Prabhakar P, Rao A B, Hira J
Trop Geogr Med. 1981 Sep;33(3):249-52.
Bacteriological study of 61 patients with diabetic gangrene or non-gangrenous foot ulcers was undertaken to determine the pattern of infection and antimicrobial susceptibility with a view to suggest optimal antibiotic therapy for these patients. Gangrenous ulcers showed a higher frequency of mixed infection; the predominant organisms being enterococci, Proteus sp., Pseudomonas sp. and Klebsiella sp. Infected non-gangrenous ulcers showed Staph. pyogenes, and beta haemolytic Streptococcus as single organism in 12 patients. Anaerobes were more frequently isolated in gangrenous lesions than in non-gangrenous ulcers.

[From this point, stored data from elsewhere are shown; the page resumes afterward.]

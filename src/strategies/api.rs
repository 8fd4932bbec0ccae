use async_trait::async_trait;
use regex::Regex;
use reqwest::Client;
use serde::{Deserialize, Serialize};
use std::sync::OnceLock;
use std::time::Duration;

use super::{Strategy, StrategyOutcome, TranscriptArtifact, VideoId};
use crate::context::RunContext;
use crate::ExtractionError;

const USER_AGENT: &str =
    "Mozilla/5.0 (X11; Linux x86_64) AppleWebKit/537.36 (KHTML, like Gecko) Chrome/124.0 Safari/537.36";

/// Fetches caption entries straight from the platform's timed-text endpoint
pub struct ApiStrategy {
    client: Client,
    request_timeout: Duration,
}

/// Caption track advertised in the watch page's player response
#[derive(Debug, Clone, Deserialize)]
#[serde(rename_all = "camelCase")]
pub struct CaptionTrack {
    pub base_url: String,
    pub language_code: String,
    #[serde(default)]
    pub kind: Option<String>,
}

/// One timed caption line
#[derive(Debug, Clone, PartialEq, Serialize, Deserialize)]
pub struct CaptionEntry {
    pub text: String,
    pub start: f64,
    pub duration: f64,
}

impl ApiStrategy {
    pub fn new(request_timeout: Duration) -> Self {
        Self::with_client(Client::new(), request_timeout)
    }

    pub fn with_client(client: Client, request_timeout: Duration) -> Self {
        Self { client, request_timeout }
    }

    async fn fetch_text(&self, url: &str) -> Result<String, ExtractionError> {
        let response = self
            .client
            .get(url)
            .timeout(self.request_timeout)
            .header(reqwest::header::USER_AGENT, USER_AGENT)
            .header(reqwest::header::ACCEPT_LANGUAGE, "en-US,en;q=0.9")
            .send()
            .await
            .map_err(|e| ExtractionError::ApiUnavailable(format!("request failed: {}", e)))?;

        if !response.status().is_success() {
            return Err(ExtractionError::ApiUnavailable(format!(
                "HTTP {} from {}",
                response.status(),
                response.url().host_str().unwrap_or("caption endpoint")
            )));
        }

        response
            .text()
            .await
            .map_err(|e| ExtractionError::ApiUnavailable(format!("failed to read response: {}", e)))
    }

    async fn fetch_entries(&self, video_id: &VideoId, ctx: &RunContext) -> Result<Vec<CaptionEntry>, ExtractionError> {
        let source = &ctx.config().source;
        let page = self.fetch_text(&video_id.watch_url(&source.watch_url)).await?;

        let tracks = extract_caption_tracks(&page)?;
        let track = select_track(&tracks, &source.languages)
            .ok_or_else(|| ExtractionError::ApiUnavailable(format!("no captions available for {}", video_id)))?;

        tracing::debug!(
            "Using caption track '{}'{}",
            track.language_code,
            if track.kind.as_deref() == Some("asr") { " (auto-generated)" } else { "" }
        );

        let xml = self.fetch_text(&track.base_url).await?;
        let entries = parse_timed_text(&xml);
        if entries.is_empty() {
            return Err(ExtractionError::ApiUnavailable(format!("empty transcript for {}", video_id)));
        }

        Ok(entries)
    }
}

impl Default for ApiStrategy {
    fn default() -> Self {
        Self::new(Duration::from_secs(30))
    }
}

#[async_trait]
impl Strategy for ApiStrategy {
    fn name(&self) -> &'static str {
        "caption-api"
    }

    async fn attempt(&self, video_id: &VideoId, ctx: &RunContext) -> StrategyOutcome {
        let result = self.fetch_entries(video_id, ctx).await.and_then(|entries| {
            serde_json::to_value(&entries)
                .map(|value| TranscriptArtifact::structured(self.name(), value))
                .map_err(|e| ExtractionError::ApiUnavailable(format!("failed to encode captions: {}", e)))
        });

        result.into()
    }
}

/// Pull the `captionTracks` array out of the player response embedded in a watch page
pub fn extract_caption_tracks(page: &str) -> Result<Vec<CaptionTrack>, ExtractionError> {
    const MARKER: &str = "\"captionTracks\":";

    let start = page
        .find(MARKER)
        .map(|idx| idx + MARKER.len())
        .ok_or_else(|| ExtractionError::ApiUnavailable("no captions available".to_string()))?;

    // Only the first JSON value after the marker is read; the rest of the page is ignored.
    serde_json::Deserializer::from_str(&page[start..])
        .into_iter::<Vec<CaptionTrack>>()
        .next()
        .ok_or_else(|| ExtractionError::ApiUnavailable("caption track list is truncated".to_string()))?
        .map_err(|e| ExtractionError::ApiUnavailable(format!("malformed caption track list: {}", e)))
}

/// First track in a preferred language, falling back to the first track listed
pub fn select_track<'a>(tracks: &'a [CaptionTrack], languages: &[String]) -> Option<&'a CaptionTrack> {
    languages
        .iter()
        .find_map(|lang| tracks.iter().find(|track| &track.language_code == lang))
        .or_else(|| tracks.first())
}

fn cue_pattern() -> &'static Regex {
    static PATTERN: OnceLock<Regex> = OnceLock::new();
    PATTERN.get_or_init(|| {
        Regex::new(r#"(?s)<text start="([\d.]+)"(?: dur="([\d.]+)")?[^>]*>(.*?)</text>"#)
            .expect("cue pattern is valid")
    })
}

fn tag_pattern() -> &'static Regex {
    static PATTERN: OnceLock<Regex> = OnceLock::new();
    PATTERN.get_or_init(|| Regex::new(r"<[^>]*>").expect("tag pattern is valid"))
}

/// Parse timed-text XML into caption entries, skipping cues with no text
pub fn parse_timed_text(xml: &str) -> Vec<CaptionEntry> {
    cue_pattern()
        .captures_iter(xml)
        .filter_map(|cap| {
            let start = cap.get(1)?.as_str().parse::<f64>().ok()?;
            let duration = cap
                .get(2)
                .and_then(|d| d.as_str().parse::<f64>().ok())
                .unwrap_or(0.0);

            // Cue text is escaped twice: once for XML and once for HTML.
            let text = decode_entities(&decode_entities(cap.get(3)?.as_str()));
            let text = tag_pattern().replace_all(&text, "").trim().to_string();

            (!text.is_empty()).then_some(CaptionEntry { text, start, duration })
        })
        .collect()
}

fn decode_entities(input: &str) -> String {
    let mut out = String::with_capacity(input.len());
    let mut rest = input;

    while let Some(amp) = rest.find('&') {
        out.push_str(&rest[..amp]);
        rest = &rest[amp..];

        let decoded = rest.find(';').filter(|&end| end <= 10).and_then(|end| {
            let entity = &rest[1..end];
            let ch = match entity {
                "amp" => Some('&'),
                "lt" => Some('<'),
                "gt" => Some('>'),
                "quot" => Some('"'),
                "apos" => Some('\''),
                "nbsp" => Some(' '),
                _ if entity.starts_with("#x") || entity.starts_with("#X") => {
                    u32::from_str_radix(&entity[2..], 16).ok().and_then(char::from_u32)
                }
                _ if entity.starts_with('#') => entity[1..].parse::<u32>().ok().and_then(char::from_u32),
                _ => None,
            };
            ch.map(|c| (c, end))
        });

        match decoded {
            Some((ch, end)) => {
                out.push(ch);
                rest = &rest[end + 1..];
            }
            None => {
                out.push('&');
                rest = &rest[1..];
            }
        }
    }

    out.push_str(rest);
    out
}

Antimicrobial susceptibility showed that gram positive organisms were sensitive to co-trimoxazole, cephaloridine, ampicillin and penicillin. Gram negative aerobic bacilli were sensitive to gentamycin, chloramphenicol, cotrimoxazole and streptomycin. Anaerobes were sensitive to chloramphenicol, clindamycin and metronidazole. Antibiotics of choice for gangrenous lesions with spreading infection and septicaemia are a combination of gentamycin, ampicillin and metronidazole as an adjuvant to surgical treatment.